Stored data>
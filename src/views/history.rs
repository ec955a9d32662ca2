//! History listing and CSV download

use chrono::{Datelike, NaiveDate};
use serde::Serialize;
use std::path::{Path, PathBuf};
use std::sync::Arc;

use super::format::{capitalize, long_date, month_name};
use crate::api::{ClientResult, HistoryDay, HistorySource};
use crate::shell::Notifier;

pub const HISTORY_ERROR: &str = "Error al cargar el historial.";
pub const HISTORY_EMPTY: &str = "Sin registros.";
pub const DOWNLOAD_FAILED: &str = "No se pudo descargar el archivo.";

#[derive(Debug, Clone, PartialEq, Serialize)]
pub struct DayRecord {
    /// Position in the source listing, starting at 1
    pub id: usize,
    pub date: NaiveDate,
    pub date_label: String,
    #[serde(skip)]
    pub resource: String,
}

impl DayRecord {
    pub fn day(&self) -> HistoryDay {
        HistoryDay {
            date: self.date,
            resource: self.resource.clone(),
        }
    }
}

#[derive(Debug, Clone, Default, PartialEq, Serialize)]
pub struct HistoryView {
    pub current_month: String,
    /// Newest first
    pub days: Vec<DayRecord>,
    pub status: Option<String>,
}

impl HistoryView {
    pub fn record(&self, id: usize) -> Option<&DayRecord> {
        self.days.iter().find(|day| day.id == id)
    }
}

pub struct HistoryScreen {
    history: Arc<dyn HistorySource>,
    downloads_dir: PathBuf,
    notifier: Arc<dyn Notifier>,
}

impl HistoryScreen {
    pub fn new(
        history: Arc<dyn HistorySource>,
        downloads_dir: impl Into<PathBuf>,
        notifier: Arc<dyn Notifier>,
    ) -> Self {
        Self {
            history,
            downloads_dir: downloads_dir.into(),
            notifier,
        }
    }

    pub async fn activate(&self) -> HistoryView {
        let listed = match self.history.days().await {
            Ok(days) => days,
            Err(e) => {
                tracing::error!("Failed to load history index: {}", e);
                return HistoryView {
                    status: Some(HISTORY_ERROR.to_string()),
                    ..Default::default()
                };
            }
        };

        let mut days: Vec<DayRecord> = listed
            .into_iter()
            .enumerate()
            .map(|(i, day)| DayRecord {
                id: i + 1,
                date: day.date,
                date_label: long_date(day.date),
                resource: day.resource,
            })
            .collect();
        days.sort_by(|a, b| b.date.cmp(&a.date));

        let current_month = days
            .first()
            .map(|newest| capitalize(month_name(newest.date.month())))
            .unwrap_or_default();
        let status = days.is_empty().then(|| HISTORY_EMPTY.to_string());

        tracing::debug!(days = days.len(), "History loaded");
        HistoryView {
            current_month,
            days,
            status,
        }
    }

    /// Save the day's CSV; failures are reported to the user, not returned.
    pub async fn download(&self, record: &DayRecord) -> Option<PathBuf> {
        match save_day(self.history.as_ref(), &record.day(), &self.downloads_dir).await {
            Ok(path) => {
                tracing::info!(path = %path.display(), "Downloaded history day");
                Some(path)
            }
            Err(e) => {
                tracing::error!("Failed to download {}: {}", record.resource, e);
                self.notifier.alert(DOWNLOAD_FAILED);
                None
            }
        }
    }
}

/// Write one day as `<dir>/YYYY-MM-DD.csv`
pub(crate) async fn save_day(
    history: &dyn HistorySource,
    day: &HistoryDay,
    dir: &Path,
) -> ClientResult<PathBuf> {
    let bytes = history.csv(day).await?;
    tokio::fs::create_dir_all(dir).await?;
    let path = dir.join(day.file_name());
    tokio::fs::write(&path, bytes).await?;
    Ok(path)
}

WHAT YOU NEED TO DO> The response has to contain every record shown above, unaltered and complete.

TASK ANSWER>
filename src/views/history.rs
repository ec955a9d32662ca2
//! History listing and CSV download

use chrono::{Datelike, NaiveDate};
use serde::Serialize;
use std::path::{Path, PathBuf};
use std::sync::Arc;

use super::format::{capitalize, long_date, month_name};
use crate::api::{ClientResult, HistoryDay, HistorySource};
use crate::shell::Notifier;

pub const HISTORY_ERROR: &str = "Error al cargar el historial.";
pub const HISTORY_EMPTY: &str = "Sin registros.";
pub const DOWNLOAD_FAILED: &str = "No se pudo descargar el archivo.";

#[derive(Debug, Clone, PartialEq, Serialize)]
pub struct DayRecord {
    /// Position in the source listing, starting at 1
    pub id: usize,
    pub date: NaiveDate,
    pub date_label: String,
    #[serde(skip)]
    pub resource: String,
}

impl DayRecord {
    pub fn day(&self) -> HistoryDay {
        HistoryDay {
            date: self.date,
            resource: self.resource.clone(),
        }
    }
}

#[derive(Debug, Clone, Default, PartialEq, Serialize)]
pub struct HistoryView {
    pub current_month: String,
    /// Newest first
    pub days: Vec<DayRecord>,
    pub status: Option<String>,
}

impl HistoryView {
    pub fn record(&self, id: usize) -> Option<&DayRecord> {
        self.days.iter().find(|day| day.id == id)
    }
}

pub struct HistoryScreen {
    history: Arc<dyn HistorySource>,
    downloads_dir: PathBuf,
    notifier: Arc<dyn Notifier>,
}

impl HistoryScreen {
    pub fn new(
        history: Arc<dyn HistorySource>,
        downloads_dir: impl Into<PathBuf>,
        notifier: Arc<dyn Notifier>,
    ) -> Self {
        Self {
            history,
            downloads_dir: downloads_dir.into(),
            notifier,
        }
    }

    pub async fn activate(&self) -> HistoryView {
        let listed = match self.history.days().await {
            Ok(days) => days,
            Err(e) => {
                tracing::error!("Failed to load history index: {}", e);
                return HistoryView {
                    status: Some(HISTORY_ERROR.to_string()),
                    ..Default::default()
                };
            }
        };

        let mut days: Vec<DayRecord> = listed
            .into_iter()
            .enumerate()
            .map(|(i, day)| DayRecord {
                id: i + 1,
                date: day.date,
                date_label: long_date(day.date),
                resource: day.resource,
            })
            .collect();
        days.sort_by(|a, b| b.date.cmp(&a.date));

        let current_month = days
            .first()
            .map(|newest| capitalize(month_name(newest.date.month())))
            .unwrap_or_default();
        let status = days.is_empty().then(|| HISTORY_EMPTY.to_string());

        tracing::debug!(days = days.len(), "History loaded");
        HistoryView {
            current_month,
            days,
            status,
        }
    }

    /// Save the day's CSV; failures are reported to the user, not returned.
    pub async fn download(&self, record: &DayRecord) -> Option<PathBuf> {
        match save_day(self.history.as_ref(), &record.day(), &self.downloads_dir).await {
            Ok(path) => {
                tracing::info!(path = %path.display(), "Downloaded history day");
                Some(path)
            }
            Err(e) => {
                tracing::error!("Failed to download {}: {}", record.resource, e);
                self.notifier.alert(DOWNLOAD_FAILED);
                None
            }
        }
    }
}

/// Write one day as `<dir>/YYYY-MM-DD.csv`
pub(crate) async fn save_day(
    history: &dyn HistorySource,
    day: &HistoryDay,
    dir: &Path,
) -> ClientResult<PathBuf> {
    let bytes = history.csv(day).await?;
    tokio::fs::create_dir_all(dir).await?;
    let path = dir.join(day.file_name());
    tokio::fs::write(&path, bytes).await?;
    Ok(path)
}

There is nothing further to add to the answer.